The USC program is remarkable in its inaccuracy. Just for instance, not one of the teams it identifies as a Southwest Conference team was in the SWC.
I also questioned those names as former SWConference teams — except for Tulane. It may have been briefly a member in earlier days. MY day SWC was U.Texas, A&M, Rice, SMU, Baylor, TCU, Arkansas.
“It’s almost unfathomable how far we’ve fallen”: During my wasted (wastral?) years, Rice was the ONLY name in Houston football. UH was still ‘Cougar High’. No PRO team around! The Houston “Oilers” began the kiss of death.
Rice built its megastadium for games with UTexas, TexasA&M, Arkansas (a SWC member), LSU, etc. The NCAA gave Rice some oxygen for a while when it went to “single platoon” football — after all, Jess Neely was on the NCAA committee. (A 1952 classmate of mine had been recruited as a placekicker; he was suddenly out of a playing job. He stayed at the “Institute” as a trainer. Would Daryl Royal have done that — did any one else read that expose)

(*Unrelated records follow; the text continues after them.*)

use wasm_bindgen::JsValue;
use web_sys::HtmlInputElement;
use yew::prelude::*;
use yew_router::prelude::*;
use shared::{
    validate_create_request, CreatePollRequest, Poll, SyncError,
    MAX_OPTIONS, MAX_OPTION_LENGTH, MAX_QUESTION_LENGTH, MIN_OPTIONS,
};
use crate::{api::HttpPollApi, config::CONFIG, styles::*, Route};

pub enum Msg {
    UpdateQuestion(String),
    UpdateOption(usize, String),
    AddOption,
    RemoveOption(usize),
    Submit,
    SubmitResult(Result<Poll, SyncError>),
}

pub struct PollCreate {
    question: String,
    options: Vec<String>,
    error: Option<String>,
    submitting: bool,
}

impl Component for PollCreate {
    type Message = Msg;
    type Properties = ();

    fn create(_ctx: &Context<Self>) -> Self {
        Self {
            question: String::new(),
            options: vec![String::new(); MIN_OPTIONS],
            error: None,
            submitting: false,
        }
    }

    fn update(&mut self, ctx: &Context<Self>, msg: Self::Message) -> bool {
        match msg {
            Msg::UpdateQuestion(value) => {
                self.question = value;
                true
            }
            Msg::UpdateOption(index, value) => {
                if let Some(option) = self.options.get_mut(index) {
                    *option = value;
                }
                true
            }
            Msg::AddOption => {
                if self.options.len() < MAX_OPTIONS {
                    self.options.push(String::new());
                }
                true
            }
            Msg::RemoveOption(index) => {
                if self.options.len() > MIN_OPTIONS && index < self.options.len() {
                    self.options.remove(index);
                }
                true
            }
            Msg::Submit => {
                let request = CreatePollRequest {
                    question: self.question.clone(),
                    options: self.options.clone(),
                }.trimmed();
                if let Err(error) = validate_create_request(&request) {
                    self.error = Some(error.to_string());
                    return true;
                }

                self.submitting = true;
                self.error = None;
                ctx.link().send_future(async move {
                    let api = HttpPollApi::new(CONFIG.api_base_url);
                    Msg::SubmitResult(api.create_poll(&request).await)
                });
                true
            }
            Msg::SubmitResult(Ok(poll)) => {
                web_sys::console::log_1(&JsValue::from(format!("Created poll {}", poll.id)));
                if let Some(navigator) = ctx.link().navigator() {
                    navigator.push(&Route::Board);
                }
                false
            }
            Msg::SubmitResult(Err(error)) => {
                web_sys::console::error_1(&JsValue::from(format!("Poll creation failed: {error}")));
                self.error = Some(error.user_message());
                self.submitting = false;
                true
            }
        }
    }

    fn view(&self, ctx: &Context<Self>) -> Html {
        let onsubmit = ctx.link().callback(|e: SubmitEvent| {
            e.prevent_default();
            Msg::Submit
        });
        let onquestion = ctx.link().callback(|e: InputEvent| {
            let input: HtmlInputElement = e.target_unchecked_into();
            Msg::UpdateQuestion(input.value())
        });

        html! {
            <div class={BG_PAGE}>
                <div class={CARD}>
                    <h1 class={HEADING_LG}>{"Create New Poll"}</h1>
                    if let Some(error) = &self.error {
                        <div class={alert_style("error")}>{error}</div>
                    }
                    <form {onsubmit} class={SPACE_Y_LG}>
                        <div class={SPACE_Y_BASE}>
                            <label class={TEXT_LABEL}>
                                {format!("Question ({}/{})", self.question.chars().count(), MAX_QUESTION_LENGTH)}
                            </label>
                            <input type="text" class={INPUT_BASE} value={self.question.clone()}
                                maxlength={MAX_QUESTION_LENGTH.to_string()} oninput={onquestion}
                                placeholder="What should we decide?" />
                        </div>
                        {self.render_options(ctx)}
                        <button type="submit" class={button_primary(true)} disabled={self.submitting}>
                            {if self.submitting { "Creating..." } else { "Create Poll" }}
                        </button>
                    </form>
                </div>
            </div>
        }
    }
}

impl PollCreate {
    fn render_options(&self, ctx: &Context<Self>) -> Html {
        let can_remove = self.options.len() > MIN_OPTIONS;
        html! {
            <div class={SPACE_Y_BASE}>
                <div class={FLEX_BETWEEN}>
                    <label class={TEXT_LABEL}>{"Options"}</label>
                    <span class={TEXT_MUTED}>
                        {format!("Options: {}/{}", self.options.len(), MAX_OPTIONS)}
                    </span>
                </div>
                {for self.options.iter().enumerate().map(|(index, option)| {
                    let oninput = ctx.link().callback(move |e: InputEvent| {
                        let input: HtmlInputElement = e.target_unchecked_into();
                        Msg::UpdateOption(index, input.value())
                    });
                    html! {
                        <div class="flex gap-2">
                            <input type="text" class={INPUT_BASE} value={option.clone()}
                                maxlength={MAX_OPTION_LENGTH.to_string()} {oninput}
                                placeholder={format!("Option {}", index + 1)} />
                            if can_remove {
                                <button type="button"
                                    class={combine_classes(BUTTON_BASE, BUTTON_DANGER)}
                                    onclick={ctx.link().callback(move |_| Msg::RemoveOption(index))}>
                                    {"Remove"}
                                </button>
                            }
                        </div>
                    }
                })}
                <button type="button"
                    class={button_primary(false)}
                    disabled={self.options.len() >= MAX_OPTIONS}
                    onclick={ctx.link().callback(|_| Msg::AddOption)}>
                    {"Add option"}
                </button>
            </div>
        }
    }
}
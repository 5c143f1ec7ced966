use yew::prelude::*;
use shared::{tally_rows, Poll, TallyRow};
use crate::styles::*;

pub fn render_tally(poll: &Poll, own_vote: Option<usize>, can_vote: bool, on_vote: Callback<usize>) -> Html {
    let rows = tally_rows(poll, own_vote);
    html! {
        <div class={SPACE_Y_BASE}>
            <h2 class={HEADING_MD}>{&poll.question}</h2>
            {for rows.iter().map(|row| render_row(row, can_vote, on_vote.clone()))}
            <div class={TEXT_MUTED}>
                {format!("Total votes: {}", poll.total_votes())}
            </div>
            {if let Some(option) = own_vote.and_then(|index| poll.options.get(index)) {
                html! {
                    <div class={combine_classes(STATS_CARD, STATS_CARD_SUCCESS)}>
                        {format!("You voted for \"{option}\"")}
                    </div>
                }
            } else { html! {} }}
        </div>
    }
}

fn render_row(row: &TallyRow, can_vote: bool, on_vote: Callback<usize>) -> Html {
    let index = row.index;
    let onclick = Callback::from(move |_: MouseEvent| on_vote.emit(index));
    let card = if row.is_own_vote {
        combine_classes(CARD_SECTION, "border-green-500")
    } else {
        CARD_SECTION.to_string()
    };

    html! {
        <div class={card}>
            <div class={FLEX_BETWEEN}>
                <span class="text-white break-words">{&row.label}</span>
                <span class={TEXT_MUTED}>
                    {format!("{} votes ({})", row.votes, row.percent_label())}
                </span>
            </div>
            <div class={BAR_TRACK}>
                <div class={BAR_FILL} style={format!("width: {:.1}%", row.percent())}></div>
            </div>
            if can_vote {
                <button type="button" class={button_primary(false)} {onclick}>
                    {"Vote"}
                </button>
            }
        </div>
    }
}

When BIG BUCKS college football heated up, big boys no longer wanted to play Rice.
(In the latter 1950s, Rice One Year played 7 of the 10 Top Ranked teams in the Nation.)
(SMU tried to compete big time and it got them the “Death Penalty” suspension for several years.)
Whenever the Rice alumni (all 37 or so of them) were polled, they voted to either stop football, or downsize the program. Older and probably more influential alumni wanted to continue; untimately Rice was one of 3 or 4 SWC teams, the others having all moved on to more prestigious competition. So Rice began getting in smaller venues. And here we are now.
Well, that’s the way I remember it anyway. Perhaps some younger OWLS will enjoy the history lesson. Correct me if you wish but please ‘be gentle’ as I am still a virgin as a historian.
I truly enjoyed the photos of the OWL coaches, many of whom I knew, was coached by, or knew their children at Rice.
If I’m not mistaken, those were all SouthEAST conference teams. So USC was only off by a couple of letters.
So, who won the game? Nobody, as it turns out, but USC was the undefeated PCC champion in 1947. Check out this link. https://en.wikipedia.org/wiki/1947_USC_Trojans_football_team
Alas, they were destroyed by Michigan in the Rose Bowl. I remember listening to that game on the radio as a kid. One tends to remember 49-0 routs.
G.H., you old-timers sure have good memories.
I listened to that game at the house of my then best friend in Corpus Christi. His family had told me they were going to move to California, so I was in no mood to cheer for anything Californian. I loved the way Michigan poured it on.